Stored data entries
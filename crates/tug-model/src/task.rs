//! Jobs (ship movements) and the temporary-need jobs derived from them.

use tug_core::{
    CapabilityClass, CoreResult, EventId, Minutes, PierId, ShipId, SimTime, TaskId, TugId,
    required_classes,
};

use crate::{Movement, Priority, TaskState};

/// The ship a job moves.
#[derive(Copy, Clone, Debug, PartialEq)]
#[cfg_attr(feature = "serde", derive(serde::Serialize, serde::Deserialize))]
pub struct Ship {
    pub id:     ShipId,
    /// Gross tonnage.
    pub weight: f64,
}

/// Money and time accrued by a job.
///
/// Moving figures accrue at confirmation; waiting, revenue and profit are
/// filled in when the run is aggregated.
#[derive(Clone, Debug, Default, PartialEq)]
#[cfg_attr(feature = "serde", derive(serde::Serialize, serde::Deserialize))]
pub struct TaskLedger {
    pub moving_cost:     f64,
    pub moving_minutes:  Minutes,
    pub waiting_minutes: Minutes,
    pub waiting_cost:    f64,
    pub revenue:         f64,
    pub profit:          f64,
}

/// A job in the schedule, or a temporary-need job derived from one.
#[derive(Clone, Debug)]
#[cfg_attr(feature = "serde", derive(serde::Serialize, serde::Deserialize))]
pub struct Task {
    pub id:              TaskId,
    pub ship:            Ship,
    pub movement:        Movement,
    pub origin:          PierId,
    pub destination:     PierId,
    /// Wind level 1–7 at the planned start.
    pub wind_level:      u8,
    pub priority:        Priority,
    pub required:        Vec<CapabilityClass>,
    /// Tug count the job was booked with.
    pub planned_tugs:    usize,
    pub state:           TaskState,
    pub scheduled_start: SimTime,
    /// Never earlier than `scheduled_start`.
    pub realized_start:  SimTime,
    /// Predicted work duration, updated by delays.
    pub work_time:       Minutes,
    /// Assigned tugs.  Tentative until the job is confirmed.
    pub tugs:            Vec<TugId>,
    /// Departure time of each confirmed tug.
    pub departures:      Vec<(TugId, SimTime)>,
    pub ledger:          TaskLedger,
    /// Extension of the work window caused by waiting for a temporary-need
    /// job's tugs.
    pub extra_wait:      Minutes,
    pub temp_need_at:    Option<SimTime>,
    /// Every event raised against the job, in creation order.
    pub events:          Vec<EventId>,
    pub confirm_event:   Option<EventId>,
    pub start_event:     Option<EventId>,
    pub end_event:       Option<EventId>,
}

impl Task {
    /// Build a scheduled job; the required classes follow from the ship's
    /// weight and the booked tug count.
    pub fn new(
        id:          TaskId,
        ship:        Ship,
        movement:    Movement,
        origin:      PierId,
        destination: PierId,
        start:       SimTime,
        tug_count:   usize,
    ) -> CoreResult<Self> {
        let required = required_classes(ship.weight, tug_count)?;
        Ok(Self {
            id,
            ship,
            movement,
            origin,
            destination,
            wind_level: 1,
            priority: Priority::Normal,
            planned_tugs: required.len(),
            required,
            state: TaskState::UnprocessedUnassigned,
            scheduled_start: start,
            realized_start: start,
            work_time: 0,
            tugs: Vec::new(),
            departures: Vec::new(),
            ledger: TaskLedger::default(),
            extra_wait: 0,
            temp_need_at: None,
            events: Vec::new(),
            confirm_event: None,
            start_event: None,
            end_event: None,
        })
    }

    /// Override the weight-derived requirement.
    pub fn with_required(mut self, required: Vec<CapabilityClass>) -> Self {
        self.planned_tugs = required.len();
        self.required = required;
        self
    }

    pub fn with_wind_level(mut self, level: u8) -> Self {
        self.wind_level = level.clamp(1, 7);
        self
    }

    pub fn with_priority(mut self, priority: Priority) -> Self {
        self.priority = priority;
        self
    }

    /// The temporary-need job for `extra` classes announced at `at` while
    /// `parent` is in progress.
    pub fn derived_from(parent: &Task, extra: Vec<CapabilityClass>, at: SimTime) -> Self {
        Self {
            id:              parent.id.derived(),
            ship:            parent.ship,
            movement:        parent.movement,
            origin:          parent.origin,
            destination:     parent.destination,
            wind_level:      parent.wind_level,
            priority:        Priority::Urgent,
            planned_tugs:    extra.len(),
            required:        extra,
            state:           TaskState::UnprocessedUnassigned,
            scheduled_start: at,
            realized_start:  at,
            work_time:       0,
            tugs:            Vec::new(),
            departures:      Vec::new(),
            ledger:          TaskLedger::default(),
            extra_wait:      0,
            temp_need_at:    None,
            events:          Vec::new(),
            confirm_event:   None,
            start_event:     None,
            end_event:       None,
        }
    }

    #[inline]
    pub fn is_derived(&self) -> bool {
        self.id.is_derived()
    }

    /// Order in which the scheduler stages derived jobs: announcement time,
    /// then id.
    #[inline]
    pub fn staging_key(&self) -> (SimTime, TaskId) {
        (self.scheduled_start, self.id)
    }

    /// End of the work window.
    #[inline]
    pub fn end_time(&self) -> SimTime {
        self.realized_start + self.work_time
    }

    /// End of the work window without the temporary-need extension.
    #[inline]
    pub fn base_end_time(&self) -> SimTime {
        self.end_time() - self.extra_wait
    }

    /// Departure of `tug`, if confirmed.
    pub fn departure_of(&self, tug: TugId) -> Option<SimTime> {
        self.departures.iter().find(|(t, _)| *t == tug).map(|(_, d)| *d)
    }
}
//! `NearestCapability` — fill each requirement with the closest tug of the
//! right class.

use tug_core::{CapabilityClass, Minutes, SimTime, TugId};
use tug_model::{Task, billing};

use super::{DispatchPolicy, estimate_work};
use crate::{DispatchPlan, DispatchRequest, DispatchResult, LocalFleet, Proposal};

/// Requirement-by-requirement matching, strongest requirement first.
///
/// For one requirement the policy looks for a tug of exactly that class
/// that can arrive within `allowance` minutes of the scheduled start and
/// picks the one with the lowest waiting penalty plus fuel cost.  Failing
/// that it tries the next class up, then widens the allowance by
/// `widen_step` until `max_allowance`.  As a last resort it takes the
/// earliest-ready unused tug of any class.
#[derive(Clone, Debug)]
pub struct NearestCapability {
    pub allowance:     Minutes,
    pub widen_step:    Minutes,
    pub max_allowance: Minutes,
}

impl Default for NearestCapability {
    fn default() -> Self {
        Self { allowance: 40, widen_step: 20, max_allowance: 300 }
    }
}

impl NearestCapability {
    fn pick(
        &self,
        req:    &DispatchRequest<'_>,
        fleet:  &LocalFleet,
        job:    &Task,
        ranked: &[(TugId, SimTime)],
        chosen: &[TugId],
        need:   CapabilityClass,
    ) -> Option<TugId> {
        let open = || ranked.iter().filter(|(id, _)| !chosen.contains(id));
        let mut allowance = self.allowance;
        loop {
            let mut class = Some(need);
            while let Some(c) = class {
                let best = open()
                    .filter(|(id, _)| fleet.get(*id).is_some_and(|s| s.class == c))
                    .filter(|(_, ready)| *ready - job.scheduled_start <= allowance)
                    .map(|&(id, ready)| {
                        let cost = billing::waiting_cost(ready - job.scheduled_start, job.priority)
                            + fleet.moving_cost(id, job.origin, req.services);
                        (id, cost)
                    })
                    .min_by(|a, b| a.1.total_cmp(&b.1));
                if let Some((id, _)) = best {
                    return Some(id);
                }
                class = c.next_up();
            }
            if allowance >= self.max_allowance {
                break;
            }
            allowance = (allowance + self.widen_step).min(self.max_allowance);
        }
        open().next().map(|&(id, _)| id)
    }

    fn staff(
        &self,
        req:       &DispatchRequest<'_>,
        fleet:     &LocalFleet,
        job:       &Task,
        with_help: bool,
    ) -> Option<(Vec<TugId>, SimTime)> {
        let floor = req.floor_for(job);
        let ranked = fleet.ranked(job.origin, floor, &req.excluded_for(job), with_help, req.services);

        let mut needs = job.required.clone();
        needs.sort_unstable_by(|a, b| b.cmp(a));

        let mut chosen = Vec::with_capacity(needs.len());
        for need in needs {
            chosen.push(self.pick(req, fleet, job, &ranked, &chosen, need)?);
        }
        let start = ranked
            .iter()
            .filter(|(id, _)| chosen.contains(id))
            .map(|&(_, ready)| ready)
            .fold(job.scheduled_start, SimTime::max);
        Some((chosen, start))
    }
}

impl DispatchPolicy for NearestCapability {
    fn name(&self) -> &str {
        "nearest_capability"
    }

    fn dispatch(&self, req: &DispatchRequest<'_>) -> DispatchResult<DispatchPlan> {
        let mut fleet = LocalFleet::new(req.now, req.pool.iter().chain(&req.help).copied());
        let mut plan = DispatchPlan::new();

        for &job in &req.jobs {
            let own = self.staff(req, &fleet, job, false);
            let own_wait = own.as_ref().map_or(Minutes::MAX, |(_, s)| *s - job.scheduled_start);
            let chosen = if req.wants_help(own_wait) {
                match (own, self.staff(req, &fleet, job, true)) {
                    (Some(o), Some(h)) => Some(if h.1 < o.1 { h } else { o }),
                    (o, h) => o.or(h),
                }
            } else {
                own
            };

            match chosen {
                Some((tugs, start)) => {
                    let work = estimate_work(req, job, &tugs)?;
                    fleet.book(&tugs, req.services.position_of(job.destination), start + work);
                    plan.push(Proposal { task: job.id, tugs, start });
                }
                None => plan.push(Proposal::unassigned(job)),
            }
        }
        Ok(plan)
    }
}
//! Pier positions, travel times, and fuel pricing.
//!
//! # Pier table format
//!
//! ```csv
//! pier_id,lat,lon
//! 0,22.6150,120.2650
//! 1,22.5560,120.3110
//! ```

use std::collections::HashMap;
use std::io::Read;
use std::path::Path;

use serde::Deserialize;

use tug_core::{GeoPoint, Minutes, PierId};

use crate::{PortError, PortResult};

const KM_PER_NAUTICAL_MILE: f64 = 1.852;

/// Sailing time in whole minutes (rounded up) for `km` at `knots`.
pub fn travel_minutes(km: f64, knots: f64) -> Minutes {
    if km <= 0.0 || knots <= 0.0 {
        return 0;
    }
    (km / KM_PER_NAUTICAL_MILE / knots * 60.0).ceil() as Minutes
}

// ── Trait ─────────────────────────────────────────────────────────────────────

/// Harbour geography and pricing.
///
/// # Contract
///
/// - Pure and deterministic: the same inputs always give the same answer.
/// - No failure modes: unknown piers resolve to some fixed position.
pub trait Geography: Send + Sync {
    /// Position of a pier.
    fn position_of(&self, pier: PierId) -> GeoPoint;

    /// Fuel cost per kilometre sailed by a tug of `horsepower`.
    fn fuel_cost_per_km(&self, horsepower: u32) -> f64;

    /// Sailing distance from `from` to `to`.
    fn distance_km(&self, from: GeoPoint, to: PierId) -> f64 {
        from.distance_km(self.position_of(to))
    }

    /// Sailing time from `from` to `to` at `knots`.
    fn travel_time(&self, from: GeoPoint, to: PierId, knots: f64) -> Minutes {
        travel_minutes(self.distance_km(from, to), knots)
    }
}

// ── PierMap ───────────────────────────────────────────────────────────────────

/// Fuel cost per kilometre by engine horsepower, measured on the harbour fleet.
const FUEL_TABLE: [(u32, f64); 13] = [
    (1_800, 134.11),
    (2_400, 185.07),
    (3_200, 257.89),
    (3_300, 267.38),
    (3_400, 276.96),
    (3_500, 286.63),
    (3_600, 296.38),
    (4_000, 336.27),
    (4_200, 356.73),
    (4_400, 377.55),
    (4_500, 388.08),
    (5_200, 464.28),
    (6_400, 604.80),
];

/// Table-backed [`Geography`].
///
/// Unknown piers resolve to `fallback` (the anchorage).  Horsepower values
/// between table rows are interpolated linearly; values outside the table
/// scale the nearest row proportionally.
#[derive(Clone, Debug)]
pub struct PierMap {
    piers:    HashMap<PierId, GeoPoint>,
    fallback: GeoPoint,
    fuel:     Vec<(u32, f64)>,
}

impl PierMap {
    pub fn new(piers: impl IntoIterator<Item = (PierId, GeoPoint)>, fallback: GeoPoint) -> Self {
        Self {
            piers: piers.into_iter().collect(),
            fallback,
            fuel: FUEL_TABLE.to_vec(),
        }
    }

    /// Replace the horsepower → cost-per-km table.  Rows are sorted by
    /// horsepower; an empty table keeps the built-in one.
    pub fn with_fuel_table(mut self, mut table: Vec<(u32, f64)>) -> Self {
        if !table.is_empty() {
            table.sort_by_key(|&(hp, _)| hp);
            self.fuel = table;
        }
        self
    }

    pub fn pier_count(&self) -> usize {
        self.piers.len()
    }
}

impl Geography for PierMap {
    fn position_of(&self, pier: PierId) -> GeoPoint {
        self.piers.get(&pier).copied().unwrap_or(self.fallback)
    }

    fn fuel_cost_per_km(&self, horsepower: u32) -> f64 {
        let (Some(&(lo_hp, lo_cost)), Some(&(hi_hp, hi_cost))) = (self.fuel.first(), self.fuel.last()) else {
            return 0.0;
        };
        if horsepower <= lo_hp {
            return lo_cost * horsepower as f64 / lo_hp as f64;
        }
        if horsepower >= hi_hp {
            return hi_cost * horsepower as f64 / hi_hp as f64;
        }
        let upper = self.fuel.partition_point(|&(hp, _)| hp < horsepower);
        let (hp1, c1) = self.fuel[upper];
        if hp1 == horsepower {
            return c1;
        }
        let (hp0, c0) = self.fuel[upper - 1];
        let f = (horsepower - hp0) as f64 / (hp1 - hp0) as f64;
        c0 + f * (c1 - c0)
    }
}

// ── Loader ────────────────────────────────────────────────────────────────────

#[derive(Deserialize)]
struct PierRecord {
    pier_id: u32,
    lat:     f64,
    lon:     f64,
}

/// Load a [`PierMap`] from a CSV file.
pub fn load_piers_csv(path: &Path, fallback: GeoPoint) -> PortResult<PierMap> {
    let file = std::fs::File::open(path).map_err(PortError::Io)?;
    load_piers_reader(file, fallback)
}

/// Like [`load_piers_csv`] but accepts any `Read` source.
pub fn load_piers_reader<R: Read>(reader: R, fallback: GeoPoint) -> PortResult<PierMap> {
    let mut csv_reader = csv::Reader::from_reader(reader);
    let mut piers = Vec::new();
    for result in csv_reader.deserialize::<PierRecord>() {
        let row = result.map_err(|e| PortError::Parse(e.to_string()))?;
        piers.push((PierId(row.pier_id), GeoPoint::new(row.lat, row.lon)));
    }
    Ok(PierMap::new(piers, fallback))
}
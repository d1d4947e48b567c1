//! Error types for tug-output.

use thiserror::Error;

/// Errors that can occur when writing simulation output.
#[derive(Debug, Error)]
pub enum OutputError {
    #[error("I/O error: {0}")]
    Io(#[from] std::io::Error),

    #[error("CSV write error: {0}")]
    Csv(#[from] csv::Error),
}

/// Alias for `Result<T, OutputError>`.
pub type OutputResult<T> = Result<T, OutputError>;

EXERCISE REQUIREMENTS -
From the records above, pull out every line containing the word "origin".

ANSWER TO THIS EXERCISE -
    pub origin:          PierId,
        origin:      PierId,
            origin,
            origin:          parent.origin,
                            + fleet.moving_cost(id, job.origin, req.services);
        let ranked = fleet.ranked(job.origin, floor, &req.excluded_for(job), with_help, req.services);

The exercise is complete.